** Opening SUPPLIED INFORMATION block **
//! Name aggregation over a state tree.
//!
//! Every collector is a single depth-first, pre-order fold over the subtree:
//! a state's internal transitions, then its outgoing transitions, then its
//! children in declared order. Results are new ordered sets holding names in
//! order of first occurrence.
//!
//! Collectors fail fast. A malformed guard or an invalid action declaration
//! anywhere in the subtree aborts the whole traversal, since a partial name set
//! would silently produce wrong artifacts downstream.
//!
//! # Example
//!
//! ```rust
//! use statechart::builder::{StateBuilder, TransitionBuilder};
//! use statechart::collect::Traversal;
//!
//! let root = StateBuilder::new()
//!     .name("root")
//!     .transition(TransitionBuilder::new().event("tick").guard("ready and not paused"))
//!     .unwrap()
//!     .state(
//!         StateBuilder::new()
//!             .name("child")
//!             .transition(TransitionBuilder::new().event("stop").guard("ready").target("root"))
//!             .unwrap()
//!             .build(),
//!     )
//!     .build();
//!
//! let traversal = Traversal::unbounded();
//! let events: Vec<String> = traversal.event_names(&root).unwrap().into_iter().collect();
//! assert_eq!(events, ["tick", "stop"]);
//! let conditions: Vec<String> = traversal.condition_names(&root).unwrap().into_iter().collect();
//! assert_eq!(conditions, ["ready", "paused"]);
//! ```

mod config;

pub use config::{TraversalBuilder, TraversalConfig};
pub use tokio_util::sync::CancellationToken;

use crate::chart::{ChartError, ChartResult, EventCondition, EventGuard, StateDef, TransitionDef};
use crate::guard::GuardExpr;
use indexmap::IndexSet;
use std::collections::{HashMap, HashSet};
use std::time::{Duration, Instant};
use tracing::{debug, trace, warn};

/// One pass over a state tree, bounded by a [`TraversalConfig`].
///
/// The deadline is measured from construction, so build a new traversal for
/// each generation pass.
#[derive(Clone, Debug)]
pub struct Traversal {
    config: TraversalConfig,
    started_at: Instant,
}

impl Traversal {
    pub fn new(config: TraversalConfig) -> Self {
        Self {
            config,
            started_at: Instant::now(),
        }
    }

    /// A traversal with no timeout and no cancellation.
    pub fn unbounded() -> Self {
        Self::new(TraversalConfig::default())
    }

    pub fn config(&self) -> &TraversalConfig {
        &self.config
    }

    pub fn elapsed(&self) -> Duration {
        self.started_at.elapsed()
    }

    /// Checked before each state is visited.
    fn checkpoint(&self) -> ChartResult<()> {
        if let Some(token) = &self.config.cancellation {
            if token.is_cancelled() {
                warn!("traversal_cancelled");
                return Err(ChartError::Cancelled);
            }
        }
        if let Some(timeout) = self.config.timeout {
            let elapsed = self.elapsed();
            if elapsed > timeout {
                warn!(?timeout, ?elapsed, "traversal_deadline_exceeded");
                return Err(ChartError::DeadlineExceeded { timeout, elapsed });
            }
        }
        Ok(())
    }

    /// Thread an accumulator through every transition of the subtree in
    /// visit order.
    fn fold<'a, T, F>(&self, state: &'a StateDef, acc: T, f: &mut F) -> ChartResult<T>
    where
        F: FnMut(T, &'a StateDef, &'a TransitionDef) -> ChartResult<T>,
    {
        self.checkpoint()?;
        let mut acc = acc;
        for transition in state.visit_order() {
            acc = f(acc, state, transition)?;
        }
        for child in &state.children {
            acc = self.fold(child, acc, f)?;
        }
        Ok(acc)
    }

    /// Every event referenced by a transition in the subtree.
    pub fn event_names(&self, root: &StateDef) -> ChartResult<IndexSet<String>> {
        debug!(collector = "events", root = ?root.name(), "traversal_start");
        let names = self.fold(root, IndexSet::<String>::new(), &mut |mut names, _, transition| {
            names.insert(transition.event.clone());
            Ok(names)
        })?;
        debug!(collector = "events", count = names.len(), "traversal_complete");
        Ok(names)
    }

    /// Every action named by a transition in the subtree, after normalizing
    /// `action` and `actions`.
    pub fn action_names(&self, root: &StateDef) -> ChartResult<IndexSet<String>> {
        debug!(collector = "actions", root = ?root.name(), "traversal_start");
        let names = self.fold(
            root,
            IndexSet::<String>::new(),
            &mut |mut names, state, transition| {
                let actions = transition
                    .actions()
                    .map_err(|e| e.in_state(state.name()))?;
                names.extend(actions.into_iter().map(str::to_string));
                Ok(names)
            },
        )?;
        debug!(collector = "actions", count = names.len(), "traversal_complete");
        Ok(names)
    }

    /// Distinct parsed guards in the subtree.
    ///
    /// A guard string already seen in this traversal is not parsed again;
    /// different strings that parse to the same tree are kept once.
    pub fn guard_expressions(&self, root: &StateDef) -> ChartResult<IndexSet<GuardExpr>> {
        debug!(collector = "guards", root = ?root.name(), "traversal_start");
        let init: (HashSet<&str>, IndexSet<GuardExpr>) = (HashSet::new(), IndexSet::new());
        let (_, guards) = self.fold(
            root,
            init,
            &mut |(mut seen, mut guards), state, transition| {
                if let Some(guard) = transition.guard.as_deref() {
                    if seen.insert(guard) {
                        let expr = transition
                            .parse(guard)
                            .map_err(|e| e.in_state(state.name()))?;
                        guards.insert(expr);
                    } else {
                        trace!(guard, "guard_cache_hit");
                    }
                }
                Ok((seen, guards))
            },
        )?;
        debug!(collector = "guards", count = guards.len(), "traversal_complete");
        Ok(guards)
    }

    /// Every condition referenced by a guard in the subtree.
    pub fn condition_names(&self, root: &StateDef) -> ChartResult<IndexSet<String>> {
        let names: IndexSet<String> = self
            .guard_expressions(root)?
            .iter()
            .flat_map(GuardExpr::condition_names)
            .collect();
        debug!(collector = "conditions", count = names.len(), "traversal_complete");
        Ok(names)
    }

    /// `(event, condition)` pairs, one per distinct condition of each guarded
    /// transition, in visit order.
    pub fn event_conditions(&self, root: &StateDef) -> ChartResult<Vec<EventCondition>> {
        let guards = self.event_guards(root)?;
        let pairs: Vec<EventCondition> = guards
            .into_iter()
            .flat_map(|EventGuard { event, guard }| {
                guard
                    .condition_names()
                    .into_iter()
                    .map(move |condition| EventCondition {
                        event: event.clone(),
                        condition,
                    })
            })
            .collect();
        debug!(collector = "event_conditions", count = pairs.len(), "traversal_complete");
        Ok(pairs)
    }

    /// `(event, guard)` pairs for each guarded transition, in visit order.
    pub fn event_guards(&self, root: &StateDef) -> ChartResult<Vec<EventGuard>> {
        debug!(collector = "event_guards", root = ?root.name(), "traversal_start");
        let init: (HashMap<&str, GuardExpr>, Vec<EventGuard>) = (HashMap::new(), Vec::new());
        let (_, pairs) = self.fold(
            root,
            init,
            &mut |(mut cache, mut pairs), state, transition| {
                if let Some(guard) = transition.guard.as_deref() {
                    let expr = match cache.get(guard) {
                        Some(expr) => {
                            trace!(guard, "guard_cache_hit");
                            expr.clone()
                        }
                        None => {
                            let expr = transition
                                .parse(guard)
                                .map_err(|e| e.in_state(state.name()))?;
                            cache.insert(guard, expr.clone());
                            expr
                        }
                    };
                    pairs.push(EventGuard {
                        event: transition.event.clone(),
                        guard: expr,
                    });
                }
                Ok((cache, pairs))
            },
        )?;
        debug!(collector = "event_guards", count = pairs.len(), "traversal_complete");
        Ok(pairs)
    }
}

impl Default for Traversal {
    fn default() -> Self {
        Self::unbounded()
    }
}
** Closing SUPPLIED INFORMATION block **
### ABOUT THIS EXERCISE
Lines with "init": state how many there are in the records, and nothing more.

### ANSWER BOX
4